The Silent Hill series has complex lore and an insanely detailed backstory, and this is a big part of why the franchise attracts such a passionate and devoted fanbase. However, that commitment can sometimes boil over into more questionable activity, and that's something that former series producer Tomm Hulett has discussed recently on Simon Parkin's excellent My Perfect Console podcast.
Hulett had a role on Silent Hill: Origins as an associate producer and was a producer credit on Silent Hill: Shattered Memories, Silent Hill: Book of Memories and Silent Hill: Downpour. While he says it was an "exciting" time to have joined Konami, "the weight of what was going on and the negative response hit me during Downpour's development" when an internet documentary went live that "made a lot of false claims and a lot of assumptions and that came out while I was in the Czech Republic with the developer... and that was kind of a depressing trip from then on."
Hulett refuses to call out the creator of the video, but reveals that it was intended to undermine the Western-made Silent Hill games, which some fans still don't see as 'true' successors to the Japan-made originals.

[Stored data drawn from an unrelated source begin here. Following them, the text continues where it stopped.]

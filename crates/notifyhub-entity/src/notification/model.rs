//! Notification entity model.

use chrono::{DateTime, Utc};
use serde::{Deserialize, Serialize};
use sqlx::types::Json;
use sqlx::FromRow;
use uuid::Uuid;

use super::kind::NotificationKind;
use super::payload::NotificationData;
use super::priority::NotificationPriority;
use super::status::NotificationStatus;

/// A notification to be delivered to a user.
///
/// One row per delivery intent. The row itself is the in-app channel and
/// the durable source of truth; push and email delivery bookkeeping is
/// written back by the processors.
#[derive(Debug, Clone, Serialize, Deserialize, FromRow)]
pub struct Notification {
    /// Unique notification identifier.
    pub id: Uuid,
    /// The recipient user. Immutable.
    pub user_id: Uuid,
    /// Notification kind.
    pub kind: NotificationKind,
    /// Display title.
    pub title: String,
    /// Display body text.
    pub message: String,
    /// Optional deep-link target.
    pub action_url: Option<String>,
    /// Optional deep-link label.
    pub action_text: Option<String>,
    /// Structured, kind-specific payload.
    pub data: Option<Json<NotificationData>>,
    /// Priority level.
    pub priority: NotificationPriority,
    /// Lifecycle status. Monotonic; never reverts from `Archived`.
    pub status: NotificationStatus,
    /// Earliest time this notification is eligible for dispatch.
    pub scheduled_for: DateTime<Utc>,
    /// Once passed, dispatch must be skipped.
    pub expires_at: Option<DateTime<Utc>>,
    /// Correlates notifications created together with their dispatch jobs.
    pub group_key: String,
    /// Set when created via the batch API.
    pub batch_id: Option<Uuid>,
    /// Whether a push fan-out ran for this notification.
    pub push_sent: bool,
    /// Whether at least one push endpoint accepted the message.
    pub delivered: bool,
    /// When delivery bookkeeping was written.
    pub delivered_at: Option<DateTime<Utc>>,
    /// When the notification was created.
    pub created_at: DateTime<Utc>,
    /// When the notification was read.
    pub read_at: Option<DateTime<Utc>>,
}

impl Notification {
    /// Check if the notification has been read.
    pub fn is_unread(&self) -> bool {
        self.status == NotificationStatus::Unread
    }

    /// Check if the notification has expired as of `now`.
    pub fn is_expired(&self, now: DateTime<Utc>) -> bool {
        self.expires_at.map(|exp| exp <= now).unwrap_or(false)
    }
}

/// The producer-supplied part of a notification, before validation and
/// persistence. Batch jobs carry a list of these.
#[derive(Debug, Clone, Serialize, Deserialize)]
pub struct NotificationDraft {
    /// The recipient user.
    pub user_id: Uuid,
    /// Notification kind.
    pub kind: NotificationKind,
    /// Display title.
    pub title: String,
    /// Display body text.
    pub message: String,
    /// Optional deep-link target.
    #[serde(default)]
    pub action_url: Option<String>,
    /// Optional deep-link label.
    #[serde(default)]
    pub action_text: Option<String>,
    /// Structured payload.
    #[serde(default)]
    pub data: Option<NotificationData>,
    /// Priority level.
    #[serde(default)]
    pub priority: NotificationPriority,
    /// Optional expiry.
    #[serde(default)]
    pub expires_at: Option<DateTime<Utc>>,
}

impl NotificationDraft {
    /// Create a minimal draft with default priority and no payload.
    pub fn new(
        user_id: Uuid,
        kind: NotificationKind,
        title: impl Into<String>,
        message: impl Into<String>,
    ) -> Self {
        Self {
            user_id,
            kind,
            title: title.into(),
            message: message.into(),
            action_url: None,
            action_text: None,
            data: None,
            priority: NotificationPriority::default(),
            expires_at: None,
        }
    }
}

Both Hulett and Sam Barlow (director of both Origins and Shattered Memories) are mentioned by name, which resulted in horrific online harassment.
"That video made enough waves that you had smaller YouTubers jumping on it," he recalls. "So a lot of them would do impressions of me, or make me a character like, 'this is this is how Tomm Hullet wakes up in the morning', and some guy would be doing a bunch of dumb stuff, and then he'd have Silent Hill on the toilet paper roll or whatever, claiming that I wanted to destroy the series... [that] I was making bad decisions on purpose."
It got worse than that, remarkably. "Konami also would get death threats," Hulett continues. "My wife was the head of customer support. If people play Shattered Memories and you dial Konami's customer support number, you're actually hearing my wife read a message that we recorded. So you're getting the authentic customer support experience. But she was like the brunt of getting all these death threats. I wouldn't see them, but my wife would."
The backlash got so bad that it ruined what should have been a proud moment for Hulett; he was invited to the premiere of the 2012 movie adaptation Silent Hill: Revelation but was unable to share the red carpet with his wife. "They were going to let me walk the red carpet, and she said, 'I'm not taking any pictures. I don't want any of these people to know what I look like.' So I got to walk a red carpet for the only time in my life [but] my wife couldn't join me because she was afraid of the backlash of the fans. So that's a little depressing."
Another episode involved Silent Hill HD Collection, which Hulett himself admits "was not a product that turned out great." During the development of the collection, his wife underwent surgery, so he took time off to support her recovery, but not before leaving Konami with a list of things that needed to be addressed before the product shipped. For whatever reason, his suggestions were ignored, and the pack launched in a pretty bad state.
"There was a huge backlash," Hulett says. "I said, hey, what can we do to get ahead of this, it seems really bad, so they sent me my copy of the game, the retail copy, and I got permission from my wife to play it while she was finishing her recovery. I was gonna make a list of what we could patch; it was actually like the same list of things that I'd already made before I left. I don't know why they didn't get fixed. I don't know if it was a conscious decision. I don't know if my original list blew up somewhere, but it was like, oh my gosh, I know how bad this is, because I already made this list. [This was] in my vacation time. My wife was again taking it on the chin a little bit for the sake of the series. That was probably the worst moment."
Again, Hulett became the focal point for unrest about the state of the HD Collection. "I was on NeoGAF trying to engage as much as I could professionally. I'm trying to be upfront. I know we can't be transparent, but I'm trying to be as transparent as we can be, and it just wasn't ever met with understanding or slack. It was just like, 'this guy sucks, it's all his fault, why is he doing this on purpose, let's figure it out.' So that was that."
Hulett, who has also worked on titles such as Contra 4, Contra: Operation Galuga, Bloodstained: Ritual of the Night and The Mummy Demastered, doesn't think the higher-ups at companies like Konami understand how blowback of this kind can impact developers.
"I just don't think they got the gravity of it... I've always wanted to be upfront with representing my games... marketing people [are] responsible for a bunch of games. So Konami's releasing like Metal Gear, Silent Hills, Castlevanias, all these things, and so the guy that represents all those things is only gonna know so much about Silent Hill. And it's a series with so much lore... Konami let me be up in front and do events and things, which was great. But no one that really understood like, wait, if we put Tomm out in front and these people are hating on the series, this is actually a person getting the brunt of this. He's then the figurehead."